What factors provoke asthma? – The way to the diagnosis
In case of suspicion of asthma disease a complex check-up is taking place, including the survey of medical history (anamnesis), physical examination, allergy tests, skin prick test and pulmonary function examination in case of older children. Under the age of three years we consider the allergy test, based on the detection of specific antibodies’ level (IgE) from blood test, more informative.

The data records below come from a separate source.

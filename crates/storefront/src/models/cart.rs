//! Cart domain types.

use chrono::{DateTime, Utc};
use rust_decimal::Decimal;
use serde::Serialize;

use storefront_core::pricing::PricedUnit;
use storefront_core::{CartLineId, CurrencyCode, ProductId, PromotionId, Quantity, line_total};

/// A stored cart line.
///
/// Only the unit price snapshot is stored; discounts are resolved on read.
#[derive(Debug, Clone, PartialEq, Eq)]
pub struct CartLine {
    pub id: CartLineId,
    pub product_id: ProductId,
    pub quantity: Quantity,
    /// Catalog price when the line was first added.
    pub unit_price: Decimal,
    pub added_at: DateTime<Utc>,
}

/// A cart line priced at read time.
#[derive(Debug, Clone, PartialEq, Eq, Serialize)]
#[serde(rename_all = "camelCase")]
pub struct CartLineView {
    pub id: CartLineId,
    pub product_id: ProductId,
    pub product_name: String,
    pub quantity: Quantity,
    pub unit_price: Decimal,
    #[serde(skip_serializing_if = "Option::is_none")]
    pub promotion_id: Option<PromotionId>,
    #[serde(skip_serializing_if = "Option::is_none")]
    pub discounted_price: Option<Decimal>,
    pub line_total: Decimal,
}

impl CartLineView {
    /// Price a stored line.
    #[must_use]
    pub fn new(line: &CartLine, product_name: String, priced: PricedUnit) -> Self {
        Self {
            id: line.id,
            product_id: line.product_id,
            product_name,
            quantity: line.quantity,
            unit_price: line.unit_price,
            promotion_id: priced.promotion_id,
            discounted_price: priced.discounted_price,
            line_total: line_total(priced.effective(), line.quantity),
        }
    }

    /// The price charged per unit.
    #[must_use]
    pub fn effective_price(&self) -> Decimal {
        self.discounted_price.unwrap_or(self.unit_price)
    }
}

/// The cart as returned to clients. Totals are always derived from the lines.
#[derive(Debug, Clone, PartialEq, Eq, Serialize)]
#[serde(rename_all = "camelCase")]
pub struct CartView {
    pub items: Vec<CartLineView>,
    pub total_amount: Decimal,
    pub total_items: u32,
    pub currency: CurrencyCode,
}

impl CartView {
    /// Build a view, computing the totals.
    #[must_use]
    pub fn new(items: Vec<CartLineView>, currency: CurrencyCode) -> Self {
        let total_amount = items.iter().map(|item| item.line_total).sum();
        let total_items = items.iter().map(|item| item.quantity.get()).sum();
        Self {
            items,
            total_amount,
            total_items,
            currency,
        }
    }

    /// An empty cart.
    #[must_use]
    pub fn empty(currency: CurrencyCode) -> Self {
        Self::new(Vec::new(), currency)
    }

    /// Whether the cart has no lines.
    #[must_use]
    pub fn is_empty(&self) -> bool {
        self.items.is_empty()
    }
}

#[cfg(test)]
mod tests {
    use rust_decimal_macros::dec;

    use super::*;

    fn line(id: i32, qty: i64, price: Decimal) -> CartLine {
        CartLine {
            id: CartLineId::new(id),
            product_id: ProductId::new(id),
            quantity: Quantity::saturating(qty),
            unit_price: price,
            added_at: Utc::now(),
        }
    }

    #[test]
    fn test_totals_are_derived_from_lines() {
        let a = line(1, 2, dec!(10.00));
        let b = line(2, 1, dec!(5.50));
        let items = vec![
            CartLineView::new(
                &a,
                "A".to_string(),
                PricedUnit {
                    unit_price: a.unit_price,
                    promotion_id: Some(PromotionId::new(1)),
                    discounted_price: Some(dec!(8.00)),
                },
            ),
            CartLineView::new(
                &b,
                "B".to_string(),
                PricedUnit {
                    unit_price: b.unit_price,
                    promotion_id: None,
                    discounted_price: None,
                },
            ),
        ];
        let view = CartView::new(items, CurrencyCode::EUR);
        assert_eq!(view.total_items, 3);
        assert_eq!(view.total_amount, dec!(21.50));
        assert_eq!(view.items[0].line_total, dec!(16.00));
    }

    #[test]
    fn test_empty_cart() {
        let view = CartView::empty(CurrencyCode::EUR);
        assert!(view.is_empty());
        assert_eq!(view.total_items, 0);
        assert_eq!(view.total_amount, Decimal::ZERO);
    }

    #[test]
    fn test_view_serializes_camel_case() {
        let view = CartView::empty(CurrencyCode::USD);
        let json = serde_json::to_value(&view).unwrap_or_default();
        assert_eq!(json["totalItems"], 0);
        assert_eq!(json["totalAmount"], "0");
        assert_eq!(json["currency"], "USD");
    }
}
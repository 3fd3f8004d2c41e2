//! Application state shared across handlers.

use std::sync::Arc;

use sqlx::PgPool;

use crate::config::StorefrontConfig;
use crate::db::{
    CartStore, MemoryCatalog, MemoryOrderStore, OrderStore, PgCartStore, PgCatalog, PgOrderStore,
    ProductCatalog, SessionCartStore,
};
use crate::services::cart::CartService;
use crate::services::checkout::{CheckoutService, OrderCharges};
use crate::services::notifications::{LogNotifier, NotificationSink};
use crate::services::orders::OrderService;
use crate::services::payment::{PaymentGateway, SimulatedGateway};

/// The storage backend behind the services.
#[derive(Clone)]
pub struct Stores {
    pub catalog: Arc<dyn ProductCatalog>,
    /// Carts of signed-in users.
    pub user_carts: Arc<dyn CartStore>,
    pub orders: Arc<dyn OrderStore>,
    /// Set when running against Postgres.
    pub pool: Option<PgPool>,
}

impl Stores {
    /// Postgres-backed stores sharing one pool.
    #[must_use]
    pub fn postgres(pool: PgPool) -> Self {
        Self {
            catalog: Arc::new(PgCatalog::new(pool.clone())),
            user_carts: Arc::new(PgCartStore::new(pool.clone())),
            orders: Arc::new(PgOrderStore::new(pool.clone())),
            pool: Some(pool),
        }
    }

    /// In-memory stores over `catalog`. User carts live in memory too.
    #[must_use]
    pub fn in_memory(catalog: Arc<MemoryCatalog>) -> Self {
        let user_carts: Arc<dyn CartStore> = Arc::new(SessionCartStore::unbounded());
        Self {
            orders: Arc::new(MemoryOrderStore::new(catalog.clone(), user_carts.clone())),
            catalog,
            user_carts,
            pool: None,
        }
    }
}

impl std::fmt::Debug for Stores {
    fn fmt(&self, f: &mut std::fmt::Formatter<'_>) -> std::fmt::Result {
        f.debug_struct("Stores")
            .field("postgres", &self.pool.is_some())
            .finish_non_exhaustive()
    }
}

/// Application state shared across all handlers.
///
/// This struct is cheaply cloneable via `Arc` and provides access to
/// the services and configuration.
#[derive(Clone)]
pub struct AppState {
    inner: Arc<AppStateInner>,
}

struct AppStateInner {
    config: StorefrontConfig,
    pool: Option<PgPool>,
    carts: Arc<CartService>,
    checkout: CheckoutService,
    orders: OrderService,
}

impl AppState {
    /// Create application state with the configured simulated gateway and
    /// log notifications.
    #[must_use]
    pub fn new(config: StorefrontConfig, stores: Stores) -> Self {
        let gateway = Arc::new(SimulatedGateway::new(config.card_decline_above));
        Self::with_collaborators(config, stores, gateway, Arc::new(LogNotifier))
    }

    /// Create application state with explicit payment and notification
    /// collaborators.
    #[must_use]
    pub fn with_collaborators(
        config: StorefrontConfig,
        stores: Stores,
        gateway: Arc<dyn PaymentGateway>,
        notifier: Arc<dyn NotificationSink>,
    ) -> Self {
        let guests = Arc::new(SessionCartStore::new(
            config.guest_cart_capacity,
            config.guest_cart_ttl,
        ));
        let carts = Arc::new(CartService::new(
            stores.catalog.clone(),
            guests,
            stores.user_carts,
            config.currency,
        ));
        let checkout = CheckoutService::new(
            stores.catalog,
            carts.clone(),
            stores.orders.clone(),
            notifier,
            OrderCharges {
                shipping_cost: config.shipping_cost,
                currency: config.currency,
            },
        );
        let orders = OrderService::new(stores.orders, gateway);

        Self {
            inner: Arc::new(AppStateInner {
                config,
                pool: stores.pool,
                carts,
                checkout,
                orders,
            }),
        }
    }

    /// Get a reference to the storefront configuration.
    #[must_use]
    pub fn config(&self) -> &StorefrontConfig {
        &self.inner.config
    }

    /// The database pool, when running against Postgres.
    #[must_use]
    pub fn pool(&self) -> Option<&PgPool> {
        self.inner.pool.as_ref()
    }

    #[must_use]
    pub fn carts(&self) -> &CartService {
        &self.inner.carts
    }

    #[must_use]
    pub fn checkout(&self) -> &CheckoutService {
        &self.inner.checkout
    }

    #[must_use]
    pub fn orders(&self) -> &OrderService {
        &self.inner.orders
    }
}

impl std::fmt::Debug for AppState {
    fn fmt(&self, f: &mut std::fmt::Formatter<'_>) -> std::fmt::Result {
        f.debug_struct("AppState")
            .field("config", &self.inner.config)
            .field("postgres", &self.inner.pool.is_some())
            .finish_non_exhaustive()
    }
}
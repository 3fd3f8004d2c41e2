//! In-memory catalog and order storage.
//!
//! Used in development mode (no database configured) and by the tests. The
//! guarantees match the Postgres backend: stock decrements are
//! compare-and-decrement, and an order placement that fails part-way undoes
//! what it already did before anything becomes visible.

use std::collections::BTreeMap;
use std::sync::Arc;

use async_trait::async_trait;
use chrono::Utc;
use rust_decimal::Decimal;
use tokio::sync::{Mutex, RwLock};

use storefront_core::{
    CartOwner, OrderId, Product, ProductId, Promotion, PromotionId, PromotionStatus, Quantity,
    UserId,
};

use super::{CartStore, OrderStore, PlaceOrderError, ProductCatalog, RepositoryError};
use crate::models::{NewOrder, Order, PageRequest, StatusChange};
use crate::seed::CatalogSeed;

#[derive(Debug, Default)]
struct CatalogData {
    products: BTreeMap<ProductId, Product>,
    promotions: BTreeMap<PromotionId, Promotion>,
}

/// Products and promotions held in memory.
///
/// Promotions are stored once and attached to products on read, so a change
/// to a promotion is seen by every product it targets.
#[derive(Debug, Default)]
pub struct MemoryCatalog {
    data: RwLock<CatalogData>,
}

impl MemoryCatalog {
    /// An empty catalog.
    #[must_use]
    pub fn new() -> Self {
        Self::default()
    }

    /// A catalog holding the seed's products and promotions.
    #[must_use]
    pub fn from_seed(seed: CatalogSeed) -> Self {
        let mut data = CatalogData::default();
        for mut product in seed.products {
            product.promotions.clear();
            data.products.insert(product.id, product);
        }
        for promotion in seed.promotions {
            data.promotions.insert(promotion.id, promotion);
        }
        Self {
            data: RwLock::new(data),
        }
    }

    /// Insert or replace a product. Its `promotions` field is ignored.
    pub async fn insert_product(&self, mut product: Product) {
        product.promotions.clear();
        self.data.write().await.products.insert(product.id, product);
    }

    /// Insert or replace a promotion.
    pub async fn insert_promotion(&self, promotion: Promotion) {
        self.data
            .write()
            .await
            .promotions
            .insert(promotion.id, promotion);
    }

    /// Delete a product.
    pub async fn remove_product(&self, id: ProductId) -> bool {
        self.data.write().await.products.remove(&id).is_some()
    }

    /// Change a product's catalog price.
    pub async fn set_price(&self, id: ProductId, price: Decimal) -> bool {
        self.data
            .write()
            .await
            .products
            .get_mut(&id)
            .map(|product| product.price = price)
            .is_some()
    }

    /// Edit a promotion in place.
    pub async fn update_promotion(&self, id: PromotionId, edit: impl FnOnce(&mut Promotion)) -> bool {
        self.data
            .write()
            .await
            .promotions
            .get_mut(&id)
            .map(edit)
            .is_some()
    }

    /// Current stock of a product.
    pub async fn stock(&self, id: ProductId) -> Option<i32> {
        self.data
            .read()
            .await
            .products
            .get(&id)
            .map(|p| p.stock_quantity)
    }

    /// A promotion as currently stored.
    pub async fn promotion(&self, id: PromotionId) -> Option<Promotion> {
        self.data.read().await.promotions.get(&id).cloned()
    }

    /// Count one use of a promotion if it is active and below its limit.
    async fn try_use_promotion(&self, id: PromotionId) -> bool {
        let mut data = self.data.write().await;
        let Some(promotion) = data.promotions.get_mut(&id) else {
            return false;
        };
        let below_limit = promotion
            .max_uses
            .is_none_or(|max| promotion.current_uses < max);
        if promotion.status != PromotionStatus::Active || !below_limit {
            return false;
        }
        promotion.current_uses += 1;
        true
    }

    async fn release_promotion(&self, id: PromotionId) {
        if let Some(promotion) = self.data.write().await.promotions.get_mut(&id) {
            promotion.current_uses = (promotion.current_uses - 1).max(0);
        }
    }
}

#[async_trait]
impl ProductCatalog for MemoryCatalog {
    async fn get(&self, id: ProductId) -> Result<Option<Product>, RepositoryError> {
        let data = self.data.read().await;
        let Some(product) = data.products.get(&id) else {
            return Ok(None);
        };
        let mut product = product.clone();
        product.promotions = data
            .promotions
            .values()
            .filter(|promotion| promotion.match_tier(&product).is_some())
            .cloned()
            .collect();
        Ok(Some(product))
    }

    async fn decrement_stock(
        &self,
        id: ProductId,
        quantity: Quantity,
    ) -> Result<bool, RepositoryError> {
        let mut data = self.data.write().await;
        let product = data.products.get_mut(&id).ok_or(RepositoryError::NotFound)?;
        if product.stock_quantity < quantity.as_i32() {
            return Ok(false);
        }
        product.stock_quantity -= quantity.as_i32();
        Ok(true)
    }

    async fn restock(&self, id: ProductId, quantity: Quantity) -> Result<(), RepositoryError> {
        // A deleted product has nothing to restock.
        if let Some(product) = self.data.write().await.products.get_mut(&id) {
            product.stock_quantity = product.stock_quantity.saturating_add(quantity.as_i32());
        }
        Ok(())
    }
}

#[derive(Debug, Default)]
struct OrderData {
    orders: BTreeMap<OrderId, Order>,
    last_id: i32,
}

/// Orders held in memory, mutating stock in a [`MemoryCatalog`] and
/// consuming ordered lines from the user carts in `carts`.
///
/// Placements are serialised by a lock over the order map.
pub struct MemoryOrderStore {
    catalog: Arc<MemoryCatalog>,
    carts: Arc<dyn CartStore>,
    data: Mutex<OrderData>,
}

impl MemoryOrderStore {
    #[must_use]
    pub fn new(catalog: Arc<MemoryCatalog>, carts: Arc<dyn CartStore>) -> Self {
        Self {
            catalog,
            carts,
            data: Mutex::new(OrderData::default()),
        }
    }

    /// Number of stored orders.
    pub async fn len(&self) -> usize {
        self.data.lock().await.orders.len()
    }

    /// Whether no order has been placed.
    pub async fn is_empty(&self) -> bool {
        self.len().await == 0
    }

    async fn undo(&self, taken: &[(ProductId, Quantity)], used: &[PromotionId]) {
        for &(product_id, quantity) in taken {
            if let Err(e) = self.catalog.restock(product_id, quantity).await {
                tracing::error!(%product_id, "Failed to undo stock decrement: {e}");
            }
        }
        for &promotion_id in used {
            self.catalog.release_promotion(promotion_id).await;
        }
    }
}

impl std::fmt::Debug for MemoryOrderStore {
    fn fmt(&self, f: &mut std::fmt::Formatter<'_>) -> std::fmt::Result {
        f.debug_struct("MemoryOrderStore")
            .field("catalog", &self.catalog)
            .finish_non_exhaustive()
    }
}

#[async_trait]
impl OrderStore for MemoryOrderStore {
    async fn place(&self, order: NewOrder) -> Result<Order, PlaceOrderError> {
        let mut data = self.data.lock().await;

        let mut taken = Vec::with_capacity(order.lines.len());
        for line in &order.lines {
            match self
                .catalog
                .decrement_stock(line.product_id, line.quantity)
                .await
            {
                Ok(true) => taken.push((line.product_id, line.quantity)),
                Ok(false) | Err(RepositoryError::NotFound) => {
                    self.undo(&taken, &[]).await;
                    return Err(PlaceOrderError::InsufficientStock(line.product_id));
                }
                Err(e) => {
                    self.undo(&taken, &[]).await;
                    return Err(e.into());
                }
            }
        }

        let mut used = Vec::new();
        for promotion_id in order.applied_promotions() {
            if !self.catalog.try_use_promotion(promotion_id).await {
                self.undo(&taken, &used).await;
                return Err(PlaceOrderError::PromotionUnavailable(promotion_id));
            }
            used.push(promotion_id);
        }

        let owner = CartOwner::user(order.user_id);
        if let Err(e) = self.carts.consume(&owner, &order.cart_lines).await {
            self.undo(&taken, &used).await;
            return Err(e.into());
        }

        data.last_id += 1;
        let id = OrderId::new(data.last_id);
        let order = Order::from_new(id, order);
        data.orders.insert(id, order.clone());
        Ok(order)
    }

    async fn get(&self, id: OrderId) -> Result<Option<Order>, RepositoryError> {
        Ok(self.data.lock().await.orders.get(&id).cloned())
    }

    async fn list_for_user(
        &self,
        user_id: UserId,
        page: PageRequest,
    ) -> Result<Vec<Order>, RepositoryError> {
        let data = self.data.lock().await;
        let mut orders: Vec<&Order> = data
            .orders
            .values()
            .filter(|order| order.user_id == user_id)
            .collect();
        orders.sort_by(|a, b| b.created_at.cmp(&a.created_at).then(b.id.cmp(&a.id)));
        Ok(orders
            .into_iter()
            .skip(usize::try_from(page.offset()).unwrap_or(usize::MAX))
            .take(usize::try_from(page.limit()).unwrap_or(usize::MAX))
            .cloned()
            .collect())
    }

    async fn apply(&self, id: OrderId, change: &StatusChange) -> Result<Order, RepositoryError> {
        let mut data = self.data.lock().await;
        let order = data.orders.get_mut(&id).ok_or(RepositoryError::NotFound)?;
        if order.status != change.expected_status
            || order.payment_status != change.expected_payment
        {
            return Err(RepositoryError::Conflict(format!(
                "order {id} changed concurrently"
            )));
        }
        if change.restock {
            for line in &order.items {
                self.catalog.restock(line.product_id, line.quantity).await?;
            }
        }
        order.apply(change, Utc::now());
        Ok(order.clone())
    }
}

Measuring of the pulmonary function during the course of the diagnosis setup and follow-up examinations (see footnote no.1/a) is a basic diagnostic method. By the follow-up of the pulmonary function, the specialist can evaluate the efficiency of the treatment and may modify the therapy (intensify or reduce). Systematic review of symptoms, complaints and evaluation of the pulmonary function examinations make the asthmatic child’s personalized treatment, care and control possible.
Treatment of asthma
Treatment of asthma is a complex procedure. We concentrate both on the elimination of the prevailing symptoms, complaints and the reduction of bronchial inflammation (bronchitis). In acute cases antispasmodic, expansive treatment could be necessary to open swollen airways. By means of the so-called quick-relief agents an asthma attack could be kept under control at once or be eliminated. Long-term therapy of asthma is focusing on the reduction of the chronic inflammation in the background, which is called a continuous maintenance asthma preventive treatment. Medicines used to reduce inflammation are partly oral medications, partly inhaled drugs. In the course of inhaled therapies asthma drugs are delivered to the lung by different inhalers that could be applied at home, too. During the process of therapy set-up, usage of these devices are taught to the parents and to older children by our assistants and in the course of all follow-up examinations the proper application is checked by them again. If necessary they correct mistakes in the use of these devices, since proper application is the cornerstone of the medications’ effective delivery and curative power in the lung.
Two thirds of asthmatic children have allergic reactions too, therefore in such cases their therapy should be complemented by the application of either antihistamine medications or nasal sprays and eye drops which provide local treatment for allergic symptoms of the nose and eyes (see link).